Dagens Nyheter - Schweden | Mittwoch, 1. September 2010
Kaum Hoffnung für Nahost-Gespräche
Die Friedensgespräche zwischen Israels Premier Benjamin Netanjahu und Palästinenserpräsident Mahmud Abbas, die am Donnerstag wieder aufgenommen werden sollen und von US-Präsident Barack Obama vermittelt wurden, haben nach Ansicht von Dagens Nyheter nur wenig Aussicht auf Erfolg: "Bereits in drei Wochen können die Friedensgespräche torpediert werden. Am 26. September endet der Baustopp für die Siedlungen, und Netanyahu hat bereits angekündigt, dass er nicht verlängert wird. In diesem Fall werden die Verhandlungen laut Abbas abgebrochen.
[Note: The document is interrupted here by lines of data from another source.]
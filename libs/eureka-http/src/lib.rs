#![cfg_attr(coverage_nightly, feature(coverage_attribute))]
#![warn(warnings)]

//! HTTP transport for the Eureka registry client
//!
//! A hyper client behind a small tower stack (`Timeout -> User-Agent`):
//! - TLS via rustls with webpki roots, plain HTTP only when asked for
//! - one attempt per request over a fresh connection, no retries
//! - non-2xx answers and oversized bodies surface as [`HttpError`]
//!
//! # Example
//!
//! ```ignore
//! use eureka_http::{HttpClient, TransportSecurity};
//! use std::time::Duration;
//!
//! let client = HttpClient::builder()
//!     .timeout(Duration::from_secs(5))
//!     .transport(TransportSecurity::AllowInsecureHttp)
//!     .build()?;
//!
//! let apps: serde_json::Value = client
//!     .request(http::Method::GET, "http://registry:8761/eureka/apps")
//!     .header("accept", "application/json")
//!     .send()
//!     .await?
//!     .json()
//!     .await?;
//! ```

mod builder;
mod client;
mod error;
mod request;
mod response;

pub use builder::{DEFAULT_USER_AGENT, HttpClientBuilder, TransportSecurity};
pub use client::HttpClient;
pub use error::{HttpError, InvalidUriKind};
pub use request::RequestBuilder;
pub use response::HttpResponse;
use std::path::Path;
use std::time::Duration;

use anyhow::{Context, Result};
use eureka_client::RegistryConfig;
use figment::Figment;
use figment::providers::{Env, Format, Serialized, Yaml};
use serde::{Deserialize, Serialize};

/// Prefix for structured overrides, e.g. `EUREKA__LEASE__HEARTBEAT_INTERVAL_SECS=10`.
pub const ENV_PREFIX: &str = "EUREKA__";

/// Plain variables the deployment environment sets, with their config paths.
const BOOTSTRAP_VARS: [(&str, &str); 5] = [
    ("APP_NAME", "app.name"),
    ("APP_LOCAL_IP", "app.local_ip"),
    ("APP_PORT", "app.port"),
    ("APP_HOST_NAME", "app.host_name"),
    ("EUREKA_URL", "registry.uri"),
];

/// Effective agent configuration.
#[derive(Debug, Clone, Default, PartialEq, Eq, Serialize, Deserialize)]
#[serde(deny_unknown_fields)]
pub struct AgentConfig {
    #[serde(default)]
    pub app: AppSection,
    #[serde(default)]
    pub registry: RegistryConfig,
    #[serde(default)]
    pub lease: LeaseConfig,
    #[serde(default)]
    pub logging: LoggingConfig,
}

/// The local service being announced.
#[derive(Debug, Clone, PartialEq, Eq, Serialize, Deserialize)]
#[serde(deny_unknown_fields)]
pub struct AppSection {
    #[serde(default = "default_app_name")]
    pub name: String,
    #[serde(default = "default_local_ip")]
    pub local_ip: String,
    #[serde(default = "default_app_port")]
    pub port: u16,
    /// Defaults to `name` when unset.
    #[serde(default)]
    pub host_name: Option<String>,
}

impl Default for AppSection {
    fn default() -> Self {
        Self {
            name: default_app_name(),
            local_ip: default_local_ip(),
            port: default_app_port(),
            host_name: None,
        }
    }
}

fn default_app_name() -> String {
    "UNKNOWN".to_owned()
}

fn default_local_ip() -> String {
    "127.0.0.1".to_owned()
}

const fn default_app_port() -> u16 {
    8000
}

/// What to do when the initial registration is rejected or unreachable.
#[derive(Debug, Clone, Copy, Default, PartialEq, Eq, Serialize, Deserialize)]
#[serde(rename_all = "lowercase")]
pub enum RegisterFailurePolicy {
    /// Exit with an error.
    #[default]
    Abort,
    /// Log and keep going; heartbeats re-register once the registry answers.
    Continue,
}

#[derive(Debug, Clone, PartialEq, Eq, Serialize, Deserialize)]
#[serde(deny_unknown_fields)]
pub struct LeaseConfig {
    #[serde(default = "default_heartbeat_interval_secs")]
    pub heartbeat_interval_secs: u64,
    /// Keep renewing until shutdown instead of exiting after the first heartbeat.
    #[serde(default = "default_true")]
    pub keep_alive: bool,
    #[serde(default = "default_true")]
    pub deregister_on_shutdown: bool,
    #[serde(default)]
    pub on_register_failure: RegisterFailurePolicy,
}

impl Default for LeaseConfig {
    fn default() -> Self {
        Self {
            heartbeat_interval_secs: default_heartbeat_interval_secs(),
            keep_alive: true,
            deregister_on_shutdown: true,
            on_register_failure: RegisterFailurePolicy::default(),
        }
    }
}

impl LeaseConfig {
    #[must_use]
    pub fn heartbeat_interval(&self) -> Duration {
        Duration::from_secs(self.heartbeat_interval_secs.max(1))
    }
}

const fn default_heartbeat_interval_secs() -> u64 {
    30
}

const fn default_true() -> bool {
    true
}

#[derive(Debug, Clone, PartialEq, Eq, Serialize, Deserialize)]
#[serde(deny_unknown_fields)]
pub struct LoggingConfig {
    /// Default filter when `RUST_LOG` is not set.
    #[serde(default = "default_log_level")]
    pub level: String,
    #[serde(default)]
    pub json: bool,
}

impl Default for LoggingConfig {
    fn default() -> Self {
        Self {
            level: default_log_level(),
            json: false,
        }
    }
}

fn default_log_level() -> String {
    "info".to_owned()
}

/// Values given on the command line; they win over every other source.
#[derive(Debug, Clone, Default)]
pub struct CliOverrides {
    pub registry_url: Option<String>,
    pub verbose: u8,
}

impl AgentConfig {
    /// Layered load: defaults, then the YAML file (if any), then the
    /// bootstrap variables, then `EUREKA__*` overrides.
    ///
    /// # Errors
    /// Returns an error if a source cannot be read or a value has the wrong type.
    pub fn load(path: Option<&Path>) -> Result<Self> {
        let mut figment = Figment::new().merge(Serialized::defaults(AgentConfig::default()));
        if let Some(path) = path {
            figment = figment.merge(Yaml::file(path));
        }
        figment
            .merge(bootstrap_env())
            .merge(Env::prefixed(ENV_PREFIX).split("__"))
            .extract()
            .context("failed to load agent configuration")
    }

    pub fn apply_cli_overrides(&mut self, cli: &CliOverrides) {
        if let Some(url) = &cli.registry_url {
            self.registry.uri = Some(url.clone());
        }
        match cli.verbose {
            0 => {}
            1 => "debug".clone_into(&mut self.logging.level),
            _ => "trace".clone_into(&mut self.logging.level),
        }
    }
}

fn bootstrap_env() -> Env {
    Env::raw()
        .only(&BOOTSTRAP_VARS.map(|(var, _)| var))
        .map(|key| {
            BOOTSTRAP_VARS
                .iter()
                .find(|(var, _)| key.as_str().eq_ignore_ascii_case(var))
                .map_or_else(|| key.into(), |(_, path)| (*path).into())
        })
}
So lange die israelische Regierung sich weigert, Kompromisse zu Jerusalem einzugehen, und die Palästinenser nicht von ihrer Forderung abrücken, dass die Flüchtlinge von 1948 zurückkehren dürfen, ist der Weg steinig. Falls Netanjahu und Abbas wider allen Erwartungen erfolgreich sein sollten, lauern neue Gefahren. Hamas ist mit ihrer Ein-Parteien-Herrschaft sowohl gegen Israel als auch gegen jegliche Diplomatie. Israelische Extremisten können ebenfalls versuchen, ein Abkommen zu torpedieren. Dass Obama die Parteien an den Verhandlungstisch gezwungen hat, ist an und für sich gut. Er muss alle möglichen Druckmittel ausschöpfen, damit sie sich vorwärts bewegen. Falls das, wie geplant, innerhalb eines Jahres gelingt, hat sich Obama seinen Friedensnobelpreis verdient."